Quelques minutes plus tard, surpris lui aussi par l’agitation tout
autour de lui et par le tapis de matelas sous ses pieds, dix mètres plus
bas, Steeve était redescendu simplement, à la force de ses doigts et de
ses quinze ans. Gêné, il s’était excusé et nous avait dit qu’il n’était
pas nécessaire de s’inquiéter, qu’il voulait juste écouter de la
musique sous les étoiles, au calme.
J’étais abasourdi par
l’intensité et l’incompréhension de ce que je venais de vivre.
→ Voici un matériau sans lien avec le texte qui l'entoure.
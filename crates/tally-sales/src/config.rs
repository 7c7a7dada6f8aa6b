//! Tuning knobs for [`crate::SaleService`]. Deserialized from the `[sales]`
//! section of the app config.

use serde::Deserialize;
use std::time::Duration;

const MAX_BACKOFF: Duration = Duration::from_secs(1);

#[derive(Debug, Clone, Deserialize)]
#[serde(default)]
pub struct SaleServiceConfig {
    /// Total attempts per operation, including the first (>= 1).
    pub max_attempts: u32,

    /// Delay before the first retry; doubles on each further retry.
    pub retry_backoff_ms: u64,

    /// Compute item tax from the product's rate when the caller omits it.
    pub derive_tax_from_catalog: bool,
}

impl Default for SaleServiceConfig {
    fn default() -> Self {
        SaleServiceConfig {
            max_attempts: 5,
            retry_backoff_ms: 25,
            derive_tax_from_catalog: false,
        }
    }
}

impl SaleServiceConfig {
    /// Backoff before retry number `attempt` (1-indexed), capped at one second.
    ///
    /// ```text
    /// attempt   1    2    3     4
    /// delay    25ms 50ms 100ms 200ms   (retry_backoff_ms = 25)
    /// ```
    pub fn backoff_for(&self, attempt: u32) -> Duration {
        let factor = 1u64 << attempt.saturating_sub(1).min(16);
        Duration::from_millis(self.retry_backoff_ms.saturating_mul(factor)).min(MAX_BACKOFF)
    }
}

#[cfg(test)]
mod tests {
    use super::*;

    #[test]
    fn test_backoff_doubles_and_caps() {
        let config = SaleServiceConfig::default();
        assert_eq!(config.backoff_for(1), Duration::from_millis(25));
        assert_eq!(config.backoff_for(3), Duration::from_millis(100));
        assert_eq!(config.backoff_for(30), MAX_BACKOFF);
    }
}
Des
gouttes froides de transpiration coulaient le long de mon dos et
Germaine me prenait par le bras.
Plus tard, elle m’avait ensuite
raconté tous les jours passés auprès de lui pour qu’il se sente en
confiance avec elle et qu’il puisse enfin se confier hier à l’occasion
d’une longue discussion, pendant qu’ils dessinaient tous les deux. Elle
m’avait dit les projets de vie qu’il avait avec une jeune adolescente de
son village, Estelle, dont il était amoureux et qui l’attendait à
l'extérieur. Elle m’avait dit tout cela, et sa quasi-certitude qu’il ne
sauterait pas.
Germaine avait pris du temps avec lui, elle avait
jour après jour cherché à tisser un lien et avait réussi. Elle le
connaissait mieux que je ne le connaissais. Ainsi, même si dans le doute
elle avait pris le temps de demander de l’aide, elle n’avait pas
paniqué comme moi.
Longtemps après, je repense souvent à cette
soirée incroyable, aux fourmis et aux dizaines de matelas empilés par
terre, à la grande grille, à Steeve au loin et à sa musique sous les
étoiles, à Germaine qui avait su lui parler.
Et je me pose la question.
Et si Germaine avait rencontré Kurt Cobain?